Diagnosing and treating strains and sprains (Proceedings)
Musculotendinous injuries occur infrequently in dogs and cats, but the consequence of such an event can lead to marked dysfunction due to disruption of the muscle-tendon unit (MTU). The MTU is composed of the muscle origin, muscle belly, tendon and tendon insertion. Clinically, MTU disruption causes inability to properly flex or extend the joint served by the affected muscle. Pain, swelling and lameness also are present. Injuries may be acute or chronic. Strain injury is not the result of muscle contraction alone, rather, strains are the result of excessive stretch or stretch while the muscle is being activated. When the muscle tears, the damage is localized very near the muscle-tendon junction. After injury, the muscle is weaker and at risk for further injury. The force output of the muscle returns over the following days as the muscle undertakes a predictable progression toward tissue healing. Current imaging studies have been used clinically to document the site of injury to the muscle-tendon junction. Strains are categorized in a similar manner to sprains: Grade I Strain: This is a mild strain and only some muscle fibers have been damaged. Healing occurs within two to three weeks. Grade II Strain: This is a moderate strain with more extensive damage to muscle fibers, but the muscle is not completely ruptured. Healing occurs within three to six weeks. Grade III Strain: This is a severe injury with a complete rupture of a muscle. This typically requires a surgical repair of the muscle; the healing period can be up to three months. Tendon injuries of the biceps brachii, triceps, patellar tendon, long digital extensor, superficial digital flexor, gastrocnemius, supraspinatis and infraspinatus are most commonly seen. Avulsion of tendons from their bony insertion require reattachment using bone tunnels, screw and washer, bone staple or suture anchors. Muscle belly tears may be treated conservatively or surgically. Conservative therapy may be used with mild injury using cold therapy, laser therapy, and rest initially, followed by heat therapy and rehabilitation exercises. Surgical therapy usually requires debridement of necrotic tissue and primary repair of muscle tissues. Fibrotic contracture of muscle tissues occur secondary to trauma. Fibrotic contractures are generally treated by muscle tendon transaction, Muscle belly resection or tendon elongation.

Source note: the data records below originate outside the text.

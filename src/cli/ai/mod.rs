//! AI completion layer for examprep
//!
//! Every prompt the application sends goes through [`CompletionGateway`],
//! which tries three remote providers in a fixed order:
//!
//! 1. Gemini (primary, the only provider that accepts images)
//! 2. Cohere (secondary, text only)
//! 3. Hugging Face router (fallback, text only, single attempt)
//!
//! The gateway never fails. Callers always get text back plus a [`Source`]
//! tag; when nothing worked the text is a fixed sentinel and the tag is
//! [`Source::Error`].

mod attachment;
mod cohere;
mod config;
mod error;
mod gateway;
mod gemini;
mod http;
mod huggingface;
mod provider;
mod retry;

pub use attachment::ImageAttachment;
pub use cohere::CohereProvider;
pub use config::{
    AiConfig, ENV_COHERE_API_KEY, ENV_COHERE_API_URL, ENV_COHERE_MODEL, ENV_GEMINI_API_KEY,
    ENV_GEMINI_API_URL, ENV_GEMINI_MODEL, ENV_HF_API_URL, ENV_HF_MAX_TOKENS, ENV_HF_MODEL,
    ENV_HF_TOKEN, ENV_RETRY_DELAY_MS, ENV_TIMEOUT_SECS,
};
pub use error::ProviderError;
pub use gateway::{
    AttemptPolicy, CompletionGateway, CompletionOptions, GatewayFailure, ProviderStatus,
    DEFAULT_MAX_RETRIES, DEFAULT_TEMPERATURE,
};
pub use gemini::GeminiProvider;
pub use huggingface::HuggingFaceProvider;
pub use provider::AiProvider;
pub use retry::{FixedDelay, NoDelay, RetryDelay};

use std::fmt;

/// A single request as seen by a provider adapter
#[derive(Debug, Clone, Copy)]
pub struct CompletionRequest<'a> {
    pub prompt: &'a str,
    /// Sampling temperature, forwarded unchanged
    pub temperature: f32,
    pub image: Option<&'a ImageAttachment>,
}

impl<'a> CompletionRequest<'a> {
    pub fn new(prompt: &'a str, temperature: f32, image: Option<&'a ImageAttachment>) -> Self {
        Self {
            prompt,
            temperature,
            image,
        }
    }

    pub fn has_image(&self) -> bool {
        self.image.is_some()
    }
}

/// Which backend produced a completion
#[derive(Debug, Clone, PartialEq, Eq)]
pub enum Source {
    /// Text came from the named provider
    Provider(String),
    /// Text is a failure sentinel
    Error,
}

impl Source {
    pub fn as_str(&self) -> &str {
        match self {
            Self::Provider(name) => name,
            Self::Error => "error",
        }
    }
}

impl fmt::Display for Source {
    fn fmt(&self, f: &mut fmt::Formatter<'_>) -> fmt::Result {
        f.write_str(self.as_str())
    }
}

/// Generated text plus its provenance
#[derive(Debug, Clone, PartialEq, Eq)]
pub struct CompletionResult {
    pub text: String,
    pub source: Source,
}

impl CompletionResult {
    pub fn from_provider(text: impl Into<String>, provider: &str) -> Self {
        Self {
            text: text.into(),
            source: Source::Provider(provider.to_string()),
        }
    }

    /// Terminal result: the sentinel text for `failure`, tagged `error`
    pub fn failed(failure: GatewayFailure) -> Self {
        Self {
            text: failure.message().to_string(),
            source: Source::Error,
        }
    }

    pub fn is_error(&self) -> bool {
        self.source == Source::Error
    }
}

#[cfg(test)]
mod tests {
    use super::*;

    #[test]
    fn test_source_tags() {
        assert_eq!(Source::Provider("gemini".into()).as_str(), "gemini");
        assert_eq!(Source::Error.as_str(), "error");
        assert_eq!(Source::Error.to_string(), "error");
    }

    #[test]
    fn test_failed_result_carries_sentinel() {
        let result = CompletionResult::failed(GatewayFailure::AllProvidersExhausted);
        assert!(result.is_error());
        assert_eq!(result.text, GatewayFailure::AllProvidersExhausted.message());
    }

    #[test]
    fn test_provider_result_is_not_error() {
        let result = CompletionResult::from_provider("hello", "cohere");
        assert!(!result.is_error());
        assert_eq!(result.source, Source::Provider("cohere".to_string()));
    }
}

Tendon injury usually results from substantial trauma. An important factor to consider in treatment of tendon injuries is the ability to maintain not only structural strength, but also gliding function. Structural strength will be greatest if the structure can be returned to as near as normal as possible; the tensile strength of scar tissue is inferior to that of normal tendinous tissue. Prompt repair of tendinous injuries increases the chance of optimal healing and decreases the amount of scar tissue formation. Scar tissue formation between the tendinous and surrounding soft tissues also leads to adhesion formation and loss of gliding function. Factors to limit adhesion formation include early surgical intervention, meticulous handling of tissues, anatomical apposition of tendinous tissues, adjunctive postoperative bandaging, passive range of motion exercise, and appropriate postoperative restriction of activity. Early healing of tendons occurs with formation of immature collagen during the initial four postoperative weeks. Tensile strength of the repair tissue increases as remodeling of the collagen occurs until about 20 weeks postoperatively.1 Tendon repair is accomplished using a variety of suture materials and suture patterns, depending on the preference of the surgeon. A variety of locking-loop and three-loop suture patterns have been used effectively.1,2 Nonabsorbable suture material such as monofilament nylon, polypropylene and braided polyester is preferable to absorbable material due to the long period of time until adequate tensile strength is reached in the repair tissue. After the tendon is repaired, the paratenon or synovial sheath should also be primarily repaired with appositional sutures if possible. Reestablishment of these structures decreases the chance of adhesions and preserves gliding function.Repair guidelines for tendons
A tendon surrounded by a sheath will usually not heal spontaneously. The tendon ends will heal in a rounded fashion and function is lost because of loss of continuity of a tendon. A tendon not surrounded by a sheath is thought to regenerate by proliferation and extending a pseudopodial mass to attach to the opposite end that also extends tissue. Regeneration is thought to be a result of haematoma organisation or paratenon proliferation. Paratenon covered tendons are more vascular than synovial sheathed.
1. After the paratenon and tendon have been completely incised the wound fills with inflammatory products (blood cells, nuclear debris, fibrin). During the first week the fibrin is invaded by fibroblasts (from the paratenon) that combine with invading capillary buds to form the granulation tissue that fills the space between the tendon ends. Fibroblasts begin to synthesise collagen by the 3rd day after trauma
Healing of tendons within a tendon sheath should feasibly occur due to intrinsic repair but in clinical practice is usually a combination of intrinsic and extrinsic.